Thanks to the great tide of information available on every possible green/money saving tip from eco-bags to eco-clothing, it is easier than ever before to live a completely green life at a fraction of the cost. Grandmothers, homesteaders, urbanites and professionals are falling into this rich way of living, and discovering that going green saves them a great deal of greenbacks. Creatively recycling items can help anyone live a simpler and cleaner lifestyle without cramping style or amenities. Green technology is available to help many people keep their amenities while adjusting their consumption of energy, and a good green home is comfortable, reliable and often quite inexpensive.

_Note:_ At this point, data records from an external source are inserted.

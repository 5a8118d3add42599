//! HTTP surface: `/run`, `/read`, plus `/functions` and `/health`.

pub mod error;
pub mod routes;

use anyhow::{Context, Result};
use axum::Router;
use axum::routing::{get, post};
use std::sync::Arc;
use tower_http::cors::CorsLayer;
use tower_http::trace::TraceLayer;
use tracing::info;

use crate::config::ServerConfig;
use crate::engine::Engine;
use crate::files::FileReader;
use crate::tools::ToolRegistry;

/// Shared across handlers. Nothing in here is mutated after startup.
pub struct AppState {
    pub engine: Arc<dyn Engine>,
    pub tools: Arc<ToolRegistry>,
    pub files: FileReader,
}

pub fn router(state: AppState) -> Router {
    Router::new()
        .route("/run", post(routes::run_task))
        .route("/read", get(routes::read_file))
        .route("/functions", get(routes::list_functions))
        .route("/health", get(routes::health))
        .with_state(Arc::new(state))
        .layer(CorsLayer::permissive())
        .layer(TraceLayer::new_for_http())
}

/// Bind and serve until ctrl-c.
pub async fn serve(config: &ServerConfig, state: AppState) -> Result<()> {
    let app = router(state);
    let addr = config.addr;

    let listener = tokio::net::TcpListener::bind(addr)
        .await
        .with_context(|| format!("failed to bind {}", addr))?;
    info!("listening on http://{}", listener.local_addr()?);

    axum::serve(listener, app)
        .with_graceful_shutdown(shutdown_signal())
        .await
        .context("server error")?;

    info!("server stopped");
    Ok(())
}

async fn shutdown_signal() {
    if tokio::signal::ctrl_c().await.is_ok() {
        info!("shutting down");
    }
}
/// Sent alongside an image to recover the number printed on it.
pub const READ_NUMBER_PROMPT: &str = "This image is synthetic test data. Read the longest number printed in it and reply with that number only, digits and spaces, no other text.";
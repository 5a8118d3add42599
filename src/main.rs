use std::net::{IpAddr, SocketAddr};
use std::path::{Path, PathBuf};
use std::sync::Arc;

use anyhow::Context;
use clap::Parser;
use tracing::{info, warn};
use tracing_subscriber::EnvFilter;

use errand::config::{ModelConfig, ServerConfig};
use errand::consts::{
    DEFAULT_API_BASE, DEFAULT_CHAT_MODEL, DEFAULT_EMBEDDING_MODEL, DEFAULT_HOST, DEFAULT_PORT,
    DEFAULT_READ_ROOT,
};
use errand::engine::Engine;
use errand::engine::dispatch::DispatchEngine;
use errand::files::FileReader;
use errand::llm::openai::OpenAiClient;
use errand::server::{self, AppState};
use errand::tools::{ToolContext, ToolRegistry};

#[derive(Parser)]
#[command(
    name = "errand",
    version,
    about = "Send a task in plain words, let a model pick the script, run it."
)]
struct Cli {
    /// Address to listen on
    #[arg(long, env = "ERRAND_HOST", default_value = DEFAULT_HOST)]
    host: IpAddr,

    /// Port to listen on
    #[arg(short, long, env = "ERRAND_PORT", default_value_t = DEFAULT_PORT)]
    port: u16,

    /// Base URL of the OpenAI-compatible API
    #[arg(long, env = "OPENAI_API_URL", default_value = DEFAULT_API_BASE)]
    api_base: String,

    /// API key for the completion service
    #[arg(long, env = "OPENAI_API_KEY", default_value = "", hide_env_values = true)]
    api_key: String,

    /// Chat model used to pick functions and read images
    #[arg(short, long, env = "ERRAND_MODEL", default_value = DEFAULT_CHAT_MODEL)]
    model: String,

    /// Embedding model used by the similarity utility
    #[arg(long, env = "ERRAND_EMBEDDING_MODEL", default_value = DEFAULT_EMBEDDING_MODEL)]
    embedding_model: String,

    /// Directory `/read` is confined to. It must exist at startup; use / to allow any path
    #[arg(long, env = "ERRAND_READ_ROOT", default_value = DEFAULT_READ_ROOT)]
    read_root: PathBuf,

    /// Default log filter when RUST_LOG is unset
    #[arg(long, default_value = "info")]
    log_level: String,
}

#[tokio::main]
async fn main() -> anyhow::Result<()> {
    let cli = Cli::parse();

    tracing_subscriber::fmt()
        .with_env_filter(
            EnvFilter::try_from_default_env().unwrap_or_else(|_| EnvFilter::new(&cli.log_level)),
        )
        .init();

    let model_config = ModelConfig {
        api_base: cli.api_base,
        api_key: cli.api_key,
        chat_model: cli.model,
        embedding_model: cli.embedding_model,
    };
    if !model_config.has_api_key() {
        warn!("no API key configured; /run will fail until OPENAI_API_KEY is set");
    }
    info!(
        api_base = %model_config.api_base,
        model = %model_config.chat_model,
        embedding_model = %model_config.embedding_model,
        "model client configured"
    );

    let client = Arc::new(OpenAiClient::new(model_config));

    let tools = Arc::new(ToolRegistry::standard(ToolContext {
        vision: client.clone(),
        embedder: client.clone(),
    }));
    info!(functions = ?tools.names(), "registered {} functions", tools.len());

    let server_config = ServerConfig {
        addr: SocketAddr::new(cli.host, cli.port),
        read_root: (cli.read_root != Path::new("/")).then_some(cli.read_root),
    };

    let files = match &server_config.read_root {
        Some(root) => {
            let reader = FileReader::confined(root).with_context(|| {
                format!(
                    "read root {} is not accessible; pass --read-root (or ERRAND_READ_ROOT) \
                     with an existing directory, or / to allow any path",
                    root.display()
                )
            })?;
            info!(root = %root.display(), "/read confined");
            reader
        }
        None => {
            warn!("/read is unrestricted");
            FileReader::unrestricted()
        }
    };

    let engine: Arc<dyn Engine> = Arc::new(DispatchEngine::new(client, tools.clone()));

    let state = AppState {
        engine,
        tools,
        files,
    };

    server::serve(&server_config, state).await
}
//! Runtime configuration for the model client and the HTTP server.
//!
//! Values come from CLI flags (with environment fallbacks) in `main.rs`;
//! this module only holds the resolved settings and derives endpoints.

use std::net::{Ipv4Addr, SocketAddr};
use std::path::PathBuf;

use crate::consts::{
    DEFAULT_API_BASE, DEFAULT_CHAT_MODEL, DEFAULT_EMBEDDING_MODEL, DEFAULT_PORT, DEFAULT_READ_ROOT,
};

/// Connection settings for the OpenAI-compatible completion service.
#[derive(Debug, Clone)]
pub struct ModelConfig {
    pub api_base: String,
    pub api_key: String,
    pub chat_model: String,
    pub embedding_model: String,
}

impl Default for ModelConfig {
    fn default() -> Self {
        Self {
            api_base: DEFAULT_API_BASE.to_string(),
            api_key: String::new(),
            chat_model: DEFAULT_CHAT_MODEL.to_string(),
            embedding_model: DEFAULT_EMBEDDING_MODEL.to_string(),
        }
    }
}

impl ModelConfig {
    pub fn chat_completions_url(&self) -> String {
        join_url(&self.api_base, "chat/completions")
    }

    pub fn embeddings_url(&self) -> String {
        join_url(&self.api_base, "embeddings")
    }

    pub fn has_api_key(&self) -> bool {
        !self.api_key.trim().is_empty()
    }
}

/// Where to listen and what `/read` may serve.
#[derive(Debug, Clone)]
pub struct ServerConfig {
    pub addr: SocketAddr,
    /// `None` disables path confinement for `/read`.
    pub read_root: Option<PathBuf>,
}

impl Default for ServerConfig {
    fn default() -> Self {
        Self {
            addr: SocketAddr::from((Ipv4Addr::LOCALHOST, DEFAULT_PORT)),
            read_root: Some(PathBuf::from(DEFAULT_READ_ROOT)),
        }
    }
}

/// Join a base URL and a relative endpoint, tolerating a missing or doubled slash.
fn join_url(base: &str, endpoint: &str) -> String {
    format!(
        "{}/{}",
        base.trim_end_matches('/'),
        endpoint.trim_start_matches('/')
    )
}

Before someone decides to run out to the nearest wilderness and live off of the land, however, they need to educate themselves and decide where to make the small changes first. According to the EPA, in 2009, the average American threw away (meaning it ended up in a landfill) over 243 million tons of trash. Much of it could have easily been recycled or repurposed, including the 60% of yard trimmings that would have made perfectly good mulch. The best way to go green is to begin with the simplest methods and work up from there: use recycled grocery bags, weatherize the home, and reuse refuse instead of throwing it away.

Consumers are finding a big financial pinch at both the gas stations and grocery stores, and in order to offset the rising costs of living, many people in both urban and suburban areas are turning back to gardening to help live a greener and less expensive life. Gardening can produce homegrown tomatoes, potatoes, or just herbs, and can be a great place to recycle old newspapers (mulch) coffee grounds (soil enrichment) or scrap wood (Adirondack chairs). Thinking green means finding creative ways to continue using items in order to avoid throwing them away, not purchasing the latest electronic gadgets or solar powered computers.

Simple, cost-effective steps can lead to complex solutions, and will ensure a safer and cleaner Earth for all inhabitants both now and in the future.